Exercise prompt: After reading the data below, copy out every line that contains the word "Seconds".

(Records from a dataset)
◇ ◇ ◇ ◇

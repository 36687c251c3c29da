use crate::types::Rgb;

/// Linear interpolation between two f64 values
pub fn lerp(start: f64, end: f64, alpha: f64) -> f64 {
    start + (end - start) * alpha
}

/// Even mix of two colors, used for spell-clash beams
pub fn blend_colors(a: Rgb, b: Rgb) -> Rgb {
    let mix = |x: u8, y: u8| lerp(x as f64, y as f64, 0.5).round() as u8;
    Rgb::new(mix(a.r, b.r), mix(a.g, b.g), mix(a.b, b.b))
}

/// Scale a color toward black; zone lighting uses this for fallback fills
pub fn shade(color: Rgb, lighting: f32) -> Rgb {
    let f = lighting.clamp(0.0, 1.0) as f64;
    let scale = |c: u8| lerp(0.0, c as f64, f).round() as u8;
    Rgb::new(scale(color.r), scale(color.g), scale(color.b))
}
//! Configuration constants and runtime settings for the simulation core.

use crate::error::ConfigError;
use serde::{Deserialize, Serialize};
use std::fs;
use std::path::Path;

// Map geometry
pub const WALL_MARGIN_TILES: i64 = 2; // Inner safe zone is the zone shrunk by this many tiles
pub const DOOR_WIDTH_TILES: i64 = 3; // Every door opening is 3 tiles wide
pub const DOOR_TOLERANCE_TILES: i64 = 1; // Slack on each end of a door opening
pub const DOOR_TRIGGER_SCALE: f64 = 1.2; // Trigger box padding, in tile sizes
pub const TRANSITION_INSET_TILES: f64 = 1.5; // How far inside the new zone an entity reappears
pub const TRANSITION_PIXEL_OFFSET: f64 = 8.0; // Extra push past the door trigger box
pub const DOOR_PUSH_TILES: f64 = 1.0; // Enemies aim this far past a door to cross it

// Player
pub const PLAYER_SPEED: f64 = 180.0; // World units per second
pub const PLAYER_RADIUS: f64 = 12.0;
pub const PLAYER_MAX_HEALTH: f64 = 100.0;
pub const PLAYER_LIVES: u32 = 3;
pub const CAST_ANIMATION_TIME: f64 = 0.25; // Seconds the casting pose blocks movement
pub const WAND_TIP_FORWARD: f64 = 20.0; // Wand tip distance ahead of the caster
pub const WAND_TIP_SIDE: f64 = 6.0; // Wand hand sits slightly off-centre

// Status effects
pub const STUN_DURATION: f64 = 2.0; // Seconds
pub const FALL_DURATION: f64 = 0.8; // Slytherin knockback fall
pub const FALL_SPEED: f64 = 140.0;

// Dementors
pub const DEMENTOR_ATTACH_DISTANCE: f64 = 24.0;
pub const DEMENTOR_DRAIN_RATE: f64 = 5.0; // Health per second, per attached Dementor

// Patronus
pub const PATRONUS_DURATION: f64 = 6.0; // Seconds the charm and the global flee effect last
pub const PATRONUS_AURA_RADIUS: f64 = 120.0;
pub const PATRONUS_AURA_DPS: f64 = 15.0; // Damage per second to Dementors in the aura

// Pursuit
pub const PURSUIT_BUFFER: f64 = 6.0; // Gap kept between an enemy and the player

// Spell-vs-spell clash beams (cosmetic)
pub const BEAM_LIFETIME: f64 = 0.4;

// Loop
pub const MAX_FRAME_DELTA: f64 = 0.05; // Clamp after a stall; no catch-up steps
pub const HEADLESS_FRAME_DELTA: f64 = 1.0 / 60.0;
pub const DEFAULT_HEADLESS_TICKS: u32 = 3600;

// Spawner
pub const SPAWN_INTERVAL: f64 = 12.0; // Seconds between periodic spawns
pub const SPAWN_BUDGET: u32 = 6; // Extra enemies after the initial placement
pub const MAX_ALIVE_ENEMIES: usize = 8;

// Scoring
pub const LEVEL_SCORE_STEP: u32 = 500;

// Host window
pub const WINDOW_WIDTH: i32 = 960;
pub const WINDOW_HEIGHT: i32 = 640;
pub const HUD_HEIGHT: f32 = 48.0;

/// Runtime tunables for one simulation instance.
///
/// Defaults mirror the constants above; a host may override any subset from
/// a JSON file.
#[derive(Debug, Clone, PartialEq, Serialize, Deserialize)]
#[serde(default)]
pub struct SimConfig {
    pub player_speed: f64,
    pub player_radius: f64,
    pub player_max_health: f64,
    pub player_lives: u32,
    pub cast_animation_time: f64,
    pub stun_duration: f64,
    pub fall_duration: f64,
    pub fall_speed: f64,
    pub dementor_attach_distance: f64,
    pub dementor_drain_rate: f64,
    pub patronus_duration: f64,
    pub patronus_aura_radius: f64,
    pub patronus_aura_dps: f64,
    pub pursuit_buffer: f64,
    pub beam_lifetime: f64,
    pub max_frame_delta: f64,
    pub spawn_interval: f64,
    pub spawn_budget: u32,
    pub max_alive_enemies: usize,
    pub level_score_step: u32,
    pub seed: u64,
}

impl Default for SimConfig {
    fn default() -> Self {
        SimConfig {
            player_speed: PLAYER_SPEED,
            player_radius: PLAYER_RADIUS,
            player_max_health: PLAYER_MAX_HEALTH,
            player_lives: PLAYER_LIVES,
            cast_animation_time: CAST_ANIMATION_TIME,
            stun_duration: STUN_DURATION,
            fall_duration: FALL_DURATION,
            fall_speed: FALL_SPEED,
            dementor_attach_distance: DEMENTOR_ATTACH_DISTANCE,
            dementor_drain_rate: DEMENTOR_DRAIN_RATE,
            patronus_duration: PATRONUS_DURATION,
            patronus_aura_radius: PATRONUS_AURA_RADIUS,
            patronus_aura_dps: PATRONUS_AURA_DPS,
            pursuit_buffer: PURSUIT_BUFFER,
            beam_lifetime: BEAM_LIFETIME,
            max_frame_delta: MAX_FRAME_DELTA,
            spawn_interval: SPAWN_INTERVAL,
            spawn_budget: SPAWN_BUDGET,
            max_alive_enemies: MAX_ALIVE_ENEMIES,
            level_score_step: LEVEL_SCORE_STEP,
            seed: 0,
        }
    }
}

impl SimConfig {
    pub fn from_json(json: &str) -> Result<Self, ConfigError> {
        let config: SimConfig = serde_json::from_str(json)?;
        config.validate()?;
        Ok(config)
    }

    pub fn load(path: &Path) -> Result<Self, ConfigError> {
        let content = fs::read_to_string(path).map_err(|source| ConfigError::Io {
            path: path.display().to_string(),
            source,
        })?;
        Self::from_json(&content)
    }

    fn validate(&self) -> Result<(), ConfigError> {
        if self.max_frame_delta <= 0.0 {
            return Err(ConfigError::Invalid("max_frame_delta must be positive"));
        }
        if self.player_lives == 0 {
            return Err(ConfigError::Invalid("player_lives must be at least 1"));
        }
        if self.level_score_step == 0 {
            return Err(ConfigError::Invalid("level_score_step must be at least 1"));
        }
        Ok(())
    }
}
// Error types: map loading, zone transitions, spell casting, configuration

use thiserror::Error;

/// Map descriptor load and validation errors
#[derive(Error, Debug)]
pub enum MapError {
    #[error("Malformed map descriptor: {0}")]
    Parse(#[from] serde_json::Error),
    #[error("Map asset '{0}' not found")]
    MissingAsset(String),
    #[error("Failed to read map file {path}: {source}")]
    Io {
        path: String,
        #[source]
        source: std::io::Error,
    },
    #[error("Tile size must be positive, got {0}")]
    InvalidTileSize(f64),
    #[error("Map has no zones")]
    NoZones,
    #[error("Duplicate zone id '{0}'")]
    DuplicateZone(String),
    #[error("Zone '{0}' has empty bounds")]
    EmptyBounds(String),
    #[error("Spawn point references unknown zone '{0}'")]
    UnknownSpawnZone(String),
}

/// Zone hand-off failures. These are data-integrity problems: the transition
/// is aborted and the entity stays where it was.
#[derive(Error, Debug, PartialEq, Eq)]
pub enum TransitionError {
    #[error("Unknown zone '{0}'")]
    UnknownZone(String),
    #[error("Zone '{target}' has no exit back to '{source_zone}'")]
    MissingReciprocalExit { source_zone: String, target: String },
}

/// Rejected cast attempts
#[derive(Error, Debug, PartialEq)]
pub enum CastError {
    #[error("No spell bound to key '{0}'")]
    UnknownSpell(char),
    #[error("{name} is recharging ({remaining:.2}s)")]
    OnCooldown { name: String, remaining: f64 },
    #[error("Cannot cast while stunned")]
    Stunned,
}

/// Runtime configuration errors
#[derive(Error, Debug)]
pub enum ConfigError {
    #[error("Malformed configuration: {0}")]
    Parse(#[from] serde_json::Error),
    #[error("Failed to read configuration file {path}: {source}")]
    Io {
        path: String,
        #[source]
        source: std::io::Error,
    },
    #[error("Invalid configuration: {0}")]
    Invalid(&'static str),
}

◇ ◇ ◇ ◇

Written solution:
pub const CAST_ANIMATION_TIME: f64 = 0.25; // Seconds the casting pose blocks movement
pub const STUN_DURATION: f64 = 2.0; // Seconds
pub const PATRONUS_DURATION: f64 = 6.0; // Seconds the charm and the global flee effect last
pub const SPAWN_INTERVAL: f64 = 12.0; // Seconds between periodic spawns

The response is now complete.